Work task » Copy every entry exactly.

── Records

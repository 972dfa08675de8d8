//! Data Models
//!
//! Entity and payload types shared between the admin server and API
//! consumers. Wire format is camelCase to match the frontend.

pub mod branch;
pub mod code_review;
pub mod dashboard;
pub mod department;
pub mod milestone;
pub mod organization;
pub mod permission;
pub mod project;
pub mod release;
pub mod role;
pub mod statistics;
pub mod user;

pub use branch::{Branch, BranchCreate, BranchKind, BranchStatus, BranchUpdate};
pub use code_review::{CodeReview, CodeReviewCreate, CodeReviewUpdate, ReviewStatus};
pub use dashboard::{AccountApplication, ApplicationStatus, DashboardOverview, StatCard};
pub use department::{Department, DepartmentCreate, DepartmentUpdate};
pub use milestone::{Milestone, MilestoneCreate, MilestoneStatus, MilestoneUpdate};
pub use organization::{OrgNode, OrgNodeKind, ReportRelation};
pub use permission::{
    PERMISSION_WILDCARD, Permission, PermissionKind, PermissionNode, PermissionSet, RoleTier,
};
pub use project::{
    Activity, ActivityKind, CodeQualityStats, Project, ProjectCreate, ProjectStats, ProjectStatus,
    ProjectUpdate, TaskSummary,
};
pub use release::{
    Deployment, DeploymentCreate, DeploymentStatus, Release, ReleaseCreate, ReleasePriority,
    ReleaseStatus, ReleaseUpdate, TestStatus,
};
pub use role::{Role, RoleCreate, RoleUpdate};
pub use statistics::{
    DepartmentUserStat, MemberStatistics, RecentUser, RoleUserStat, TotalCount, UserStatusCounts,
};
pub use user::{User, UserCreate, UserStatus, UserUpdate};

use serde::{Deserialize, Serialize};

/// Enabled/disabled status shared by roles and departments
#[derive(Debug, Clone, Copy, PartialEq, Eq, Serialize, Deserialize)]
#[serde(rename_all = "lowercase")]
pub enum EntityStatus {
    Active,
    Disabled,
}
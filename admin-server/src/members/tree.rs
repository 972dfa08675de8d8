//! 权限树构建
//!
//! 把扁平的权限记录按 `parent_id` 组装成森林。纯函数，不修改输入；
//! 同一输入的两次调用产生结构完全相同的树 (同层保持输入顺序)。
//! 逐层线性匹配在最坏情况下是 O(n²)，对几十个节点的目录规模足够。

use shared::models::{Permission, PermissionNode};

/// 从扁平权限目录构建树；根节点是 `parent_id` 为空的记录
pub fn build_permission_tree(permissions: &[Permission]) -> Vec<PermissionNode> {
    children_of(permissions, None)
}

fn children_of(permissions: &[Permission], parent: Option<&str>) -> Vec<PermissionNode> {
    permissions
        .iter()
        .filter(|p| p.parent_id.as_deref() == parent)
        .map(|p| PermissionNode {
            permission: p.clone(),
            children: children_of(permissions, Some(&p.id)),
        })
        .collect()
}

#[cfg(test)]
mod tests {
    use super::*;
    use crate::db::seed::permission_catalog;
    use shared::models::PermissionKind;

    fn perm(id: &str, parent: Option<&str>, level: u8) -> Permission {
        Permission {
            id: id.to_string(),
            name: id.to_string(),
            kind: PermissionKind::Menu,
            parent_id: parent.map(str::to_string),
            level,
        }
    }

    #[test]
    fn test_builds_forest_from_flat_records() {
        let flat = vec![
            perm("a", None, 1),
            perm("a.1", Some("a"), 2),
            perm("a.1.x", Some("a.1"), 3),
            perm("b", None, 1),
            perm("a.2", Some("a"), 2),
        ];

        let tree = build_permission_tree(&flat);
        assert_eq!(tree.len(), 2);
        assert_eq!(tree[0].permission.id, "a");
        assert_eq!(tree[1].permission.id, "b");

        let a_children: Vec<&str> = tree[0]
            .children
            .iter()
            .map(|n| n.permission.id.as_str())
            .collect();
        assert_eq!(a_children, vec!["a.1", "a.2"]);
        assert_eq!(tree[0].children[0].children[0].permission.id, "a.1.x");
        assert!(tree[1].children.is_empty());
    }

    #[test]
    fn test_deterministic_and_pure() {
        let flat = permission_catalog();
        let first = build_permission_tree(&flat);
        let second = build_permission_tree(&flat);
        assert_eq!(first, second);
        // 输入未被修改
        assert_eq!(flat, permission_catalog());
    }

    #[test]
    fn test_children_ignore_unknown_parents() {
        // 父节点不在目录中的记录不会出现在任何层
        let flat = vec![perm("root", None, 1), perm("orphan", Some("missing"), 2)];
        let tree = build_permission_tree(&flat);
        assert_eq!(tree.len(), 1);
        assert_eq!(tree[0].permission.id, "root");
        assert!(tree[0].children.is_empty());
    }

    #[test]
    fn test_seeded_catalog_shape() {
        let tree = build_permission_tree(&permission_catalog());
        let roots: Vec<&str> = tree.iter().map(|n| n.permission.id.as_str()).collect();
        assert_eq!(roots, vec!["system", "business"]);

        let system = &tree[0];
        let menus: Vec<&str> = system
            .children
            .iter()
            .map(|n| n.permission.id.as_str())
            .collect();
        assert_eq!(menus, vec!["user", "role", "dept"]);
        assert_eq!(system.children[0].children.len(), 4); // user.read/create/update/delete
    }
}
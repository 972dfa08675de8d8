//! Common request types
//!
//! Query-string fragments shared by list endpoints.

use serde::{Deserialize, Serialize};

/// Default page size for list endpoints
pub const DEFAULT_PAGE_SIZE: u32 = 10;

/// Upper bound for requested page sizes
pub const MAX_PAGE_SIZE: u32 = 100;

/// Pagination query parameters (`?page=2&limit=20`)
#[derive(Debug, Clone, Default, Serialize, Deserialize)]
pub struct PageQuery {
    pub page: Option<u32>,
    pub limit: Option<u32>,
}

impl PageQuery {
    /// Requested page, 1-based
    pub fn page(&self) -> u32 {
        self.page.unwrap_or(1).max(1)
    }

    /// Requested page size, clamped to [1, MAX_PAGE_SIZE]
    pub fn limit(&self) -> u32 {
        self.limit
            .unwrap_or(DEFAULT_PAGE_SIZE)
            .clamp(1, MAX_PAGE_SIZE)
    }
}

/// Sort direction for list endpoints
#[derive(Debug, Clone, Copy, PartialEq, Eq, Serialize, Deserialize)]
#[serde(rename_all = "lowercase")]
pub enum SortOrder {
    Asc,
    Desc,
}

────

Response »
repository 972dfa08675de8d8
//! Data Models
//!
//! Entity and payload types shared between the admin server and API
//! consumers. Wire format is camelCase to match the frontend.

pub mod branch;
pub mod code_review;
pub mod dashboard;
pub mod department;
pub mod milestone;
pub mod organization;
pub mod permission;
pub mod project;
pub mod release;
pub mod role;
pub mod statistics;
pub mod user;

pub use branch::{Branch, BranchCreate, BranchKind, BranchStatus, BranchUpdate};
pub use code_review::{CodeReview, CodeReviewCreate, CodeReviewUpdate, ReviewStatus};
pub use dashboard::{AccountApplication, ApplicationStatus, DashboardOverview, StatCard};
pub use department::{Department, DepartmentCreate, DepartmentUpdate};
pub use milestone::{Milestone, MilestoneCreate, MilestoneStatus, MilestoneUpdate};
pub use organization::{OrgNode, OrgNodeKind, ReportRelation};
pub use permission::{
    PERMISSION_WILDCARD, Permission, PermissionKind, PermissionNode, PermissionSet, RoleTier,
};
pub use project::{
    Activity, ActivityKind, CodeQualityStats, Project, ProjectCreate, ProjectStats, ProjectStatus,
    ProjectUpdate, TaskSummary,
};
pub use release::{
    Deployment, DeploymentCreate, DeploymentStatus, Release, ReleaseCreate, ReleasePriority,
    ReleaseStatus, ReleaseUpdate, TestStatus,
};
pub use role::{Role, RoleCreate, RoleUpdate};
pub use statistics::{
    DepartmentUserStat, MemberStatistics, RecentUser, RoleUserStat, TotalCount, UserStatusCounts,
};
pub use user::{User, UserCreate, UserStatus, UserUpdate};

use serde::{Deserialize, Serialize};

/// Enabled/disabled status shared by roles and departments
#[derive(Debug, Clone, Copy, PartialEq, Eq, Serialize, Deserialize)]
#[serde(rename_all = "lowercase")]
pub enum EntityStatus {
    Active,
    Disabled,
}
filename admin-server/src/members/tree.rs
repository 972dfa08675de8d8
//! 权限树构建
//!
//! 把扁平的权限记录按 `parent_id` 组装成森林。纯函数，不修改输入；
//! 同一输入的两次调用产生结构完全相同的树 (同层保持输入顺序)。
//! 逐层线性匹配在最坏情况下是 O(n²)，对几十个节点的目录规模足够。

use shared::models::{Permission, PermissionNode};

/// 从扁平权限目录构建树；根节点是 `parent_id` 为空的记录
pub fn build_permission_tree(permissions: &[Permission]) -> Vec<PermissionNode> {
    children_of(permissions, None)
}

fn children_of(permissions: &[Permission], parent: Option<&str>) -> Vec<PermissionNode> {
    permissions
        .iter()
        .filter(|p| p.parent_id.as_deref() == parent)
        .map(|p| PermissionNode {
            permission: p.clone(),
            children: children_of(permissions, Some(&p.id)),
        })
        .collect()
}

#[cfg(test)]
mod tests {
    use super::*;
    use crate::db::seed::permission_catalog;
    use shared::models::PermissionKind;

    fn perm(id: &str, parent: Option<&str>, level: u8) -> Permission {
        Permission {
            id: id.to_string(),
            name: id.to_string(),
            kind: PermissionKind::Menu,
            parent_id: parent.map(str::to_string),
            level,
        }
    }

    #[test]
    fn test_builds_forest_from_flat_records() {
        let flat = vec![
            perm("a", None, 1),
            perm("a.1", Some("a"), 2),
            perm("a.1.x", Some("a.1"), 3),
            perm("b", None, 1),
            perm("a.2", Some("a"), 2),
        ];

        let tree = build_permission_tree(&flat);
        assert_eq!(tree.len(), 2);
        assert_eq!(tree[0].permission.id, "a");
        assert_eq!(tree[1].permission.id, "b");

        let a_children: Vec<&str> = tree[0]
            .children
            .iter()
            .map(|n| n.permission.id.as_str())
            .collect();
        assert_eq!(a_children, vec!["a.1", "a.2"]);
        assert_eq!(tree[0].children[0].children[0].permission.id, "a.1.x");
        assert!(tree[1].children.is_empty());
    }

    #[test]
    fn test_deterministic_and_pure() {
        let flat = permission_catalog();
        let first = build_permission_tree(&flat);
        let second = build_permission_tree(&flat);
        assert_eq!(first, second);
        // 输入未被修改
        assert_eq!(flat, permission_catalog());
    }

    #[test]
    fn test_children_ignore_unknown_parents() {
        // 父节点不在目录中的记录不会出现在任何层
        let flat = vec![perm("root", None, 1), perm("orphan", Some("missing"), 2)];
        let tree = build_permission_tree(&flat);
        assert_eq!(tree.len(), 1);
        assert_eq!(tree[0].permission.id, "root");
        assert!(tree[0].children.is_empty());
    }

    #[test]
    fn test_seeded_catalog_shape() {
        let tree = build_permission_tree(&permission_catalog());
        let roots: Vec<&str> = tree.iter().map(|n| n.permission.id.as_str()).collect();
        assert_eq!(roots, vec!["system", "business"]);

        let system = &tree[0];
        let menus: Vec<&str> = system
            .children
            .iter()
            .map(|n| n.permission.id.as_str())
            .collect();
        assert_eq!(menus, vec!["user", "role", "dept"]);
        assert_eq!(system.children[0].children.len(), 4); // user.read/create/update/delete
    }
}
repository 972dfa08675de8d8
//! Common request types
//!
//! Query-string fragments shared by list endpoints.

use serde::{Deserialize, Serialize};

/// Default page size for list endpoints
pub const DEFAULT_PAGE_SIZE: u32 = 10;

/// Upper bound for requested page sizes
pub const MAX_PAGE_SIZE: u32 = 100;

/// Pagination query parameters (`?page=2&limit=20`)
#[derive(Debug, Clone, Default, Serialize, Deserialize)]
pub struct PageQuery {
    pub page: Option<u32>,
    pub limit: Option<u32>,
}

impl PageQuery {
    /// Requested page, 1-based
    pub fn page(&self) -> u32 {
        self.page.unwrap_or(1).max(1)
    }

    /// Requested page size, clamped to [1, MAX_PAGE_SIZE]
    pub fn limit(&self) -> u32 {
        self.limit
            .unwrap_or(DEFAULT_PAGE_SIZE)
            .clamp(1, MAX_PAGE_SIZE)
    }
}

/// Sort direction for list endpoints
#[derive(Debug, Clone, Copy, PartialEq, Eq, Serialize, Deserialize)]
#[serde(rename_all = "lowercase")]
pub enum SortOrder {
    Asc,
    Desc,
}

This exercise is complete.